Life Unlikely Beyond 115 Year Mark Despite Medical Advances (DT)

Researchers claim to have discovered the maximum age ‘ceiling’ for human lifespan. Despite growing life expectancy because of better nutrition, living conditions and medical care, Dutch scientists say our longevity cannot keep extending forever. Women can only live to a maximum of 115.7 years, they said, while men can only hope for 114.1 years at the most. The research by statisticians at Tilburg and Rotterdam’s Erasmus universities said, however, there were still some people who had bent the norm. The research by statisticians at Tilburg and Rotterdam’s Erasmus universities said women could live to a maximum of 115.7 years, while men could only hope for 114.1 years at the most. However, they did concede that there were exceptions, like Jeanne Calment, the French woman who died in 1997 at the age of 122 years and 164 days old – the longest life ever recorded.

Lifespan is the term used to describe how long an individual lives, while life expectancy is the average duration of life that individuals in an age group can expect to have – a measure of societal wellbeing. The team mined data over 30 years from some 75,000 Dutch people whose exact ages were recorded at the time of death. “On average, people live longer, but the very oldest among us have not gotten older over the last thirty years,” Prof John Einmahl said. “There is certainly some kind of a wall here. Of course the average life expectancy has increased,” he said, pointing out the number of people turning 95 in the Netherlands had almost tripled. “Nevertheless, the maximum ceiling itself hasn’t changed,” he said.

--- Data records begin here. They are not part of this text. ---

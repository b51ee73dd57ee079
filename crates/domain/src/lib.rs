//! Domain layer for the payment-and-inventory consistency engine.
//!
//! This crate provides the pure (storage-free) parts of the core:
//! - The order status state machine and `derive_status`
//! - Record types shared by the storage and processing layers
//! - Alert types for the anomaly sink

pub mod alert;
pub mod error;
pub mod movement;
pub mod order;
pub mod payment;
pub mod records;
pub mod status;

pub use alert::{Alert, AlertKind, AlertSeverity};
pub use error::DomainError;
pub use movement::{InventoryMovement, MovementKind, MovementMetadata};
pub use order::Order;
pub use payment::{Payment, Refund};
pub use records::{OrderStatusHistory, ProcessedEvent};
pub use status::{OrderStatus, derive_status};
//! Liveness endpoint.

use axum::Json;
use serde::Serialize;

#[derive(Serialize)]
pub struct HealthResponse {
    pub status: &'static str,
    pub service: &'static str,
}

/// GET /health — liveness probe; names the service answering it.
pub async fn check() -> Json<HealthResponse> {
    Json(HealthResponse {
        status: "ok",
        service: env!("CARGO_PKG_NAME"),
    })
}
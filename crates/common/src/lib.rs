//! Shared types used across the backoffice core.

pub mod money;
pub mod types;

pub use money::Money;
pub use types::{OrderId, VariantId};
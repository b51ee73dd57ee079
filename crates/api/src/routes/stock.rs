//! Stock inspection and operator adjustment endpoints.

use std::sync::Arc;

use axum::Json;
use axum::extract::{Path, State};
use common::VariantId;
use domain::MovementKind;
use serde::{Deserialize, Serialize};
use store::Store;
use webhook::NotificationService;

use crate::error::ApiError;
use crate::routes::orders::AppState;

#[derive(Serialize)]
pub struct StockResponse {
    pub variant_id: String,
    pub available: i64,
}

#[derive(Deserialize)]
pub struct AdjustmentRequest {
    pub delta: i64,
}

/// GET /stock/:variant_id — on-hand stock, computed from the ledger.
#[tracing::instrument(skip(state))]
pub async fn get<S: Store + Clone + 'static, N: NotificationService + 'static>(
    State(state): State<Arc<AppState<S, N>>>,
    Path(variant_id): Path<String>,
) -> Result<Json<StockResponse>, ApiError> {
    let variant_id = parse_variant_id(&variant_id)?;
    let available = state.store.available_stock(variant_id).await?;
    Ok(Json(StockResponse {
        variant_id: variant_id.to_string(),
        available,
    }))
}

/// POST /stock/:variant_id/adjustments — append a manual ledger movement
/// (stock intake, corrections). Negative deltas are allowed and may drive
/// on-hand stock negative; operators own that tradeoff.
#[tracing::instrument(skip(state, req))]
pub async fn adjust<S: Store + Clone + 'static, N: NotificationService + 'static>(
    State(state): State<Arc<AppState<S, N>>>,
    Path(variant_id): Path<String>,
    Json(req): Json<AdjustmentRequest>,
) -> Result<Json<StockResponse>, ApiError> {
    if req.delta == 0 {
        return Err(ApiError::BadRequest("delta must be non-zero".to_string()));
    }
    let variant_id = parse_variant_id(&variant_id)?;

    state
        .store
        .insert_adjustment(variant_id, req.delta, MovementKind::Adjustment)
        .await?;
    let available = state.store.available_stock(variant_id).await?;
    Ok(Json(StockResponse {
        variant_id: variant_id.to_string(),
        available,
    }))
}

fn parse_variant_id(id: &str) -> Result<VariantId, ApiError> {
    let uuid = uuid::Uuid::parse_str(id)
        .map_err(|e| ApiError::BadRequest(format!("Invalid variant ID format: {e}")))?;
    Ok(VariantId::from_uuid(uuid))
}
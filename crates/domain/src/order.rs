//! The order record.

use chrono::{DateTime, Utc};
use common::{Money, OrderId};
use serde::{Deserialize, Serialize};

use crate::status::OrderStatus;

/// An order as created by checkout and mutated only by the state machine
/// and the refund guard. Orders are never deleted, only status-transitioned.
///
/// Invariant: `0 <= refunded_amount <= total_net` at all times.
#[derive(Debug, Clone, PartialEq, Eq, Serialize, Deserialize)]
pub struct Order {
    pub id: OrderId,
    pub status: OrderStatus,

    /// Order total in minor currency units.
    pub total_net: Money,

    /// Amount refunded so far; monotonically non-decreasing.
    pub refunded_amount: Money,
    pub refund_count: u32,
    pub currency: String,

    pub provider_checkout_session_id: Option<String>,
    pub provider_payment_intent_id: Option<String>,

    pub paid_at: Option<DateTime<Utc>>,
    pub created_at: DateTime<Utc>,
    pub updated_at: DateTime<Utc>,
}

impl Order {
    /// Creates a new pending order, as checkout does.
    pub fn new(id: OrderId, total_net: Money, currency: impl Into<String>) -> Self {
        let now = Utc::now();
        Self {
            id,
            status: OrderStatus::Pending,
            total_net,
            refunded_amount: Money::zero(),
            refund_count: 0,
            currency: currency.into(),
            provider_checkout_session_id: None,
            provider_payment_intent_id: None,
            paid_at: None,
            created_at: now,
            updated_at: now,
        }
    }

    /// Attaches the provider checkout session id.
    pub fn with_checkout_session(mut self, session_id: impl Into<String>) -> Self {
        self.provider_checkout_session_id = Some(session_id.into());
        self
    }

    /// Remaining refundable headroom.
    pub fn refund_headroom(&self) -> Money {
        self.total_net - self.refunded_amount
    }
}
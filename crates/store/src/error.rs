use common::OrderId;
use thiserror::Error;

/// Errors that can occur when interacting with the store.
#[derive(Debug, Error)]
pub enum StoreError {
    /// A database error occurred.
    #[error("Database error: {0}")]
    Database(#[from] sqlx::Error),

    /// A database migration error occurred.
    #[error("Migration error: {0}")]
    Migration(#[from] sqlx::migrate::MigrateError),

    /// A serialization/deserialization error occurred.
    #[error("Serialization error: {0}")]
    Serialization(#[from] serde_json::Error),

    /// The order was not found.
    #[error("Order not found: {0}")]
    OrderNotFound(OrderId),

    /// A stored value could not be interpreted as a domain type.
    #[error(transparent)]
    Invalid(#[from] domain::DomainError),
}

/// Result type for store operations.
pub type Result<T> = std::result::Result<T, StoreError>;
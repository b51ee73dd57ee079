//! API server entry point.

use api::config::Config;
use metrics_exporter_prometheus::PrometheusHandle;
use store::{InMemoryStore, PostgresStore, Store};
use tokio::signal;
use tracing_subscriber::EnvFilter;
use tracing_subscriber::layer::SubscriberExt;
use tracing_subscriber::util::SubscriberInitExt;

/// Waits for a shutdown signal (SIGINT or SIGTERM).
async fn shutdown_signal() {
    let ctrl_c = async {
        signal::ctrl_c()
            .await
            .expect("failed to install SIGINT handler");
    };

    #[cfg(unix)]
    let terminate = async {
        signal::unix::signal(signal::unix::SignalKind::terminate())
            .expect("failed to install SIGTERM handler")
            .recv()
            .await;
    };

    #[cfg(not(unix))]
    let terminate = std::future::pending::<()>();

    tokio::select! {
        () = ctrl_c => {
            tracing::info!("received SIGINT, starting graceful shutdown");
        }
        () = terminate => {
            tracing::info!("received SIGTERM, starting graceful shutdown");
        }
    }
}

async fn run<S: Store + Clone + 'static>(store: S, config: Config, metrics_handle: PrometheusHandle) {
    let state = api::create_default_state(store, &config);
    let app = api::create_app(state, metrics_handle);

    let addr = config.addr();
    tracing::info!(%addr, "starting API server");

    let listener = tokio::net::TcpListener::bind(&addr)
        .await
        .expect("failed to bind address");
    axum::serve(listener, app)
        .with_graceful_shutdown(shutdown_signal())
        .await
        .expect("server error");

    tracing::info!("server shut down gracefully");
}

#[tokio::main]
async fn main() {
    let config = Config::from_env();

    // 1. Initialize tracing
    tracing_subscriber::registry()
        .with(
            EnvFilter::try_from_default_env()
                .unwrap_or_else(|_| EnvFilter::new(config.log_level.clone())),
        )
        .with(tracing_subscriber::fmt::layer())
        .init();

    if config.webhook_signing_secret.is_none() {
        tracing::warn!("WEBHOOK_SIGNING_SECRET not set, webhook deliveries will be rejected");
    }

    // 2. Install Prometheus metrics recorder
    let prometheus_builder = metrics_exporter_prometheus::PrometheusBuilder::new();
    let metrics_handle = prometheus_builder
        .install_recorder()
        .expect("failed to install Prometheus recorder");

    // 3. Pick the storage backend and serve
    match config.database_url.clone() {
        Some(url) => {
            let store = PostgresStore::connect(&url)
                .await
                .expect("failed to connect to PostgreSQL");
            store.run_migrations().await.expect("migrations failed");
            run(store, config, metrics_handle).await;
        }
        None => {
            tracing::warn!("DATABASE_URL not set, using the in-memory store");
            run(InMemoryStore::new(), config, metrics_handle).await;
        }
    }
}
//! HTTP API server with observability for the payment consistency engine.
//!
//! Provides the signed webhook intake, checkout-side reservation endpoints,
//! and order/stock lookups, with structured logging (tracing) and
//! Prometheus metrics.

pub mod config;
pub mod error;
pub mod routes;

use std::sync::Arc;

use axum::Router;
use axum::routing::{get, post};
use metrics_exporter_prometheus::PrometheusHandle;
use reservation::ReservationEngine;
use store::Store;
use tower_http::cors::{Any, CorsLayer};
use tower_http::trace::TraceLayer;
use webhook::{
    NotificationService, SignatureVerifier, TracingNotificationService, WebhookProcessor,
};

use config::Config;
use routes::orders::AppState;

/// Creates the Axum application router with all routes and shared state.
pub fn create_app<S: Store + Clone + 'static, N: NotificationService + 'static>(
    state: Arc<AppState<S, N>>,
    metrics_handle: PrometheusHandle,
) -> Router {
    let metrics_router = Router::new()
        .route("/metrics", get(routes::metrics::render))
        .with_state(metrics_handle);

    Router::new()
        .route("/health", get(routes::health::check))
        .route("/webhooks/payments", post(routes::webhooks::receive::<S, N>))
        .route("/orders", post(routes::orders::create::<S, N>))
        .route("/orders/{id}", get(routes::orders::get::<S, N>))
        .route("/orders/{id}/history", get(routes::orders::history::<S, N>))
        .route(
            "/orders/{id}/reservations",
            post(routes::orders::reserve::<S, N>).delete(routes::orders::release::<S, N>),
        )
        .route("/orders/{id}/cancel", post(routes::orders::cancel::<S, N>))
        .route("/stock/{variant_id}", get(routes::stock::get::<S, N>))
        .route(
            "/stock/{variant_id}/adjustments",
            post(routes::stock::adjust::<S, N>),
        )
        .with_state(state)
        .merge(metrics_router)
        .layer(
            CorsLayer::new()
                .allow_origin(Any)
                .allow_methods(Any)
                .allow_headers(Any),
        )
        .layer(TraceLayer::new_for_http())
}

/// Creates application state around a storage backend and a notification
/// service.
pub fn create_state<S: Store + Clone + 'static, N: NotificationService>(
    store: S,
    config: &Config,
    notifier: N,
) -> Arc<AppState<S, N>> {
    let verifier = config
        .webhook_signing_secret
        .as_ref()
        .map(|secret| SignatureVerifier::new(secret.clone(), config.webhook_tolerance_secs));

    Arc::new(AppState {
        reservations: ReservationEngine::new(store.clone(), config.low_stock_threshold),
        webhooks: WebhookProcessor::new(store.clone(), verifier, notifier),
        store,
    })
}

/// Creates the default application state with the tracing-only notifier.
pub fn create_default_state<S: Store + Clone + 'static>(
    store: S,
    config: &Config,
) -> Arc<AppState<S, TracingNotificationService>> {
    create_state(store, config, TracingNotificationService)
}
//! Alert types for the anomaly sink.
//!
//! The sink itself is an external collaborator; the core only writes to it,
//! and write failures are never allowed to block the primary transaction.

use chrono::{DateTime, NaiveDate, Utc};
use serde::{Deserialize, Serialize};
use uuid::Uuid;

/// What an alert is about. The string form doubles as the dedup key for
/// frequency-limited kinds.
#[derive(Debug, Clone, PartialEq, Eq, Hash, Serialize, Deserialize)]
pub enum AlertKind {
    /// Stock for a variant fell below the configured threshold.
    LowStock(common::VariantId),

    /// A refund would have pushed `refunded_amount` past `total_net`.
    RefundExceedsTotal,

    /// A concurrent refund consumed the remaining headroom first.
    ConcurrentRefundRejected,

    /// A refund arrived for an order that is not in a refundable status.
    RefundOnUnrefundableOrder,

    /// A dispute/chargeback was opened; recorded for audit only.
    Chargeback,
}

impl AlertKind {
    /// Returns the kind key as stored in the database.
    pub fn key(&self) -> String {
        match self {
            AlertKind::LowStock(variant_id) => format!("low_stock:{variant_id}"),
            AlertKind::RefundExceedsTotal => "refund_exceeds_total".to_string(),
            AlertKind::ConcurrentRefundRejected => "concurrent_refund_rejected".to_string(),
            AlertKind::RefundOnUnrefundableOrder => "refund_on_unrefundable_order".to_string(),
            AlertKind::Chargeback => "chargeback".to_string(),
        }
    }
}

/// Alert severity.
#[derive(Debug, Clone, Copy, PartialEq, Eq, Serialize, Deserialize)]
#[serde(rename_all = "snake_case")]
pub enum AlertSeverity {
    Warning,
    Critical,
}

impl AlertSeverity {
    pub fn as_str(&self) -> &'static str {
        match self {
            AlertSeverity::Warning => "warning",
            AlertSeverity::Critical => "critical",
        }
    }
}

/// One inbox item for a human reviewer.
#[derive(Debug, Clone, PartialEq, Eq, Serialize, Deserialize)]
pub struct Alert {
    pub id: Uuid,
    pub kind: String,
    pub severity: AlertSeverity,
    pub message: String,

    /// Set for frequency-limited alerts: at most one row per `(kind, date)`.
    pub dedup_date: Option<NaiveDate>,
    pub created_at: DateTime<Utc>,
}

impl Alert {
    /// An unconditional alert.
    pub fn new(kind: AlertKind, severity: AlertSeverity, message: impl Into<String>) -> Self {
        Self {
            id: Uuid::new_v4(),
            kind: kind.key(),
            severity,
            message: message.into(),
            dedup_date: None,
            created_at: Utc::now(),
        }
    }

    /// A daily-deduplicated alert keyed by `(kind, date)`.
    pub fn daily(kind: AlertKind, severity: AlertSeverity, message: impl Into<String>) -> Self {
        let now = Utc::now();
        Self {
            id: Uuid::new_v4(),
            kind: kind.key(),
            severity,
            message: message.into(),
            dedup_date: Some(now.date_naive()),
            created_at: now,
        }
    }
}
//! Prometheus scrape endpoint.

use axum::extract::State;
use axum::http::{StatusCode, header};
use axum::response::IntoResponse;
use metrics_exporter_prometheus::PrometheusHandle;

/// GET /metrics — renders the recorder's current state in the Prometheus
/// text exposition format.
pub async fn render(State(handle): State<PrometheusHandle>) -> impl IntoResponse {
    (
        StatusCode::OK,
        [(
            header::CONTENT_TYPE,
            "text/plain; version=0.0.4; charset=utf-8",
        )],
        handle.render(),
    )
}
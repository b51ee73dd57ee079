//! Payment and refund records.

use chrono::{DateTime, Utc};
use common::{Money, OrderId};
use serde::{Deserialize, Serialize};
use uuid::Uuid;

/// A successfully collected charge.
///
/// One logical payment produces at most one row regardless of how many
/// times its originating event is delivered: `provider_payment_id` is
/// unique in the store.
#[derive(Debug, Clone, PartialEq, Eq, Serialize, Deserialize)]
pub struct Payment {
    pub id: Uuid,
    pub order_id: OrderId,
    pub amount: Money,
    pub currency: String,
    pub provider_payment_id: String,
    pub created_at: DateTime<Utc>,
}

impl Payment {
    /// Creates a payment record for an order.
    pub fn new(
        order_id: OrderId,
        amount: Money,
        currency: impl Into<String>,
        provider_payment_id: impl Into<String>,
    ) -> Self {
        Self {
            id: Uuid::new_v4(),
            order_id,
            amount,
            currency: currency.into(),
            provider_payment_id: provider_payment_id.into(),
            created_at: Utc::now(),
        }
    }
}

/// A refund as reported by the payment provider.
///
/// `order_id` is resolved best-effort and may be absent; the row is still
/// recorded so the provider refund id stays unique either way.
#[derive(Debug, Clone, PartialEq, Eq, Serialize, Deserialize)]
pub struct Refund {
    pub id: Uuid,
    pub order_id: Option<OrderId>,
    pub provider_refund_id: String,
    pub amount: Money,
    pub status: String,
    pub created_at: DateTime<Utc>,
}

impl Refund {
    /// Creates a refund record.
    pub fn new(
        order_id: Option<OrderId>,
        provider_refund_id: impl Into<String>,
        amount: Money,
        status: impl Into<String>,
    ) -> Self {
        Self {
            id: Uuid::new_v4(),
            order_id,
            provider_refund_id: provider_refund_id.into(),
            amount,
            status: status.into(),
            created_at: Utc::now(),
        }
    }
}
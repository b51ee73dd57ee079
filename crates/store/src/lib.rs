//! Storage layer for the payment-and-inventory consistency engine.
//!
//! All mutual exclusion in the system lives here: every shared-state
//! mutation is a conditional single-statement write whose affected-row
//! count tells the caller whether it won the race. There are no in-process
//! locks above this crate and no read-modify-write across two round trips.

pub mod error;
pub mod memory;
pub mod postgres;
pub mod store;

pub use error::{Result, StoreError};
pub use memory::InMemoryStore;
pub use postgres::PostgresStore;
pub use store::{PaidOutcome, Store};
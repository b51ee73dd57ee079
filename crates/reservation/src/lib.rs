//! Checkout-time stock reservation.
//!
//! Reservations are taken through conditional ledger inserts; multi-item
//! requests are made all-or-nothing with compensating release movements
//! rather than cross-row locking.

pub mod engine;

pub use engine::{InsufficientItem, ReservationEngine, ReservationItem, ReservationOutcome};
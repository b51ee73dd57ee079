//! Outbound collaborators triggered by webhook processing.

use async_trait::async_trait;
use common::OrderId;
use std::sync::{Arc, RwLock};

#[derive(Debug, thiserror::Error)]
#[error("notification failed: {0}")]
pub struct NotificationError(pub String);

/// Sends customer-facing notifications. Delivery is fire-and-forget from
/// the processor's point of view: a failure is logged, never propagated.
#[async_trait]
pub trait NotificationService: Send + Sync {
    async fn send_payment_confirmation(
        &self,
        order_id: OrderId,
    ) -> Result<(), NotificationError>;
}

/// In-memory notification service for tests, with a failure switch.
#[derive(Clone, Default)]
pub struct InMemoryNotificationService {
    state: Arc<RwLock<NotificationState>>,
}

#[derive(Default)]
struct NotificationState {
    sent: Vec<OrderId>,
    fail_on_send: bool,
}

impl InMemoryNotificationService {
    pub fn new() -> Self {
        Self::default()
    }

    pub fn set_fail_on_send(&self, fail: bool) {
        self.state.write().unwrap().fail_on_send = fail;
    }

    pub fn sent(&self) -> Vec<OrderId> {
        self.state.read().unwrap().sent.clone()
    }

    pub fn sent_count(&self) -> usize {
        self.state.read().unwrap().sent.len()
    }
}

#[async_trait]
impl NotificationService for InMemoryNotificationService {
    async fn send_payment_confirmation(
        &self,
        order_id: OrderId,
    ) -> Result<(), NotificationError> {
        let mut state = self.state.write().unwrap();
        if state.fail_on_send {
            return Err(NotificationError("simulated send failure".to_string()));
        }
        state.sent.push(order_id);
        Ok(())
    }
}

/// Notification service that only logs. Used until a real provider is wired
/// up; keeps the processor's notification path exercised in production.
#[derive(Clone, Default)]
pub struct TracingNotificationService;

#[async_trait]
impl NotificationService for TracingNotificationService {
    async fn send_payment_confirmation(
        &self,
        order_id: OrderId,
    ) -> Result<(), NotificationError> {
        tracing::info!(%order_id, "payment confirmation notification");
        Ok(())
    }
}
//! Money represented in minor currency units.

use serde::{Deserialize, Serialize};

/// Money amount in minor currency units (cents) to avoid floating point issues.
#[derive(Debug, Clone, Copy, PartialEq, Eq, PartialOrd, Ord, Hash, Serialize, Deserialize)]
#[serde(transparent)]
pub struct Money(i64);

impl Money {
    /// Creates a new Money amount from minor units.
    pub fn from_minor(minor: i64) -> Self {
        Self(minor)
    }

    /// Returns zero money.
    pub fn zero() -> Self {
        Self(0)
    }

    /// Returns the amount in minor units.
    pub fn minor(&self) -> i64 {
        self.0
    }

    /// Returns true if the amount is positive.
    pub fn is_positive(&self) -> bool {
        self.0 > 0
    }

    /// Returns true if the amount is zero.
    pub fn is_zero(&self) -> bool {
        self.0 == 0
    }

    /// Returns true if the amount is negative.
    pub fn is_negative(&self) -> bool {
        self.0 < 0
    }
}

impl Default for Money {
    fn default() -> Self {
        Self::zero()
    }
}

impl std::fmt::Display for Money {
    fn fmt(&self, f: &mut std::fmt::Formatter<'_>) -> std::fmt::Result {
        if self.0 < 0 {
            write!(f, "-{}.{:02}", (self.0 / 100).abs(), (self.0.abs()) % 100)
        } else {
            write!(f, "{}.{:02}", self.0 / 100, self.0 % 100)
        }
    }
}

impl std::ops::Add for Money {
    type Output = Money;

    fn add(self, rhs: Self) -> Self::Output {
        Money(self.0 + rhs.0)
    }
}

impl std::ops::Sub for Money {
    type Output = Money;

    fn sub(self, rhs: Self) -> Self::Output {
        Money(self.0 - rhs.0)
    }
}

impl std::ops::AddAssign for Money {
    fn add_assign(&mut self, rhs: Self) {
        self.0 += rhs.0;
    }
}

The Dutch findings, to be published next month, come in the wake of those by US-based researchers who last year claimed a similar age ceiling. However, that study by Albert Einstein College of Medicine in New York found that exceptionally long-lived individuals were not getting as old as before. Einmahl and his researchers disputed that, saying their conclusions deduced by using a statistical brand called ‘Extreme Value Theory’, showed almost no fluctuation in maximum lifespan.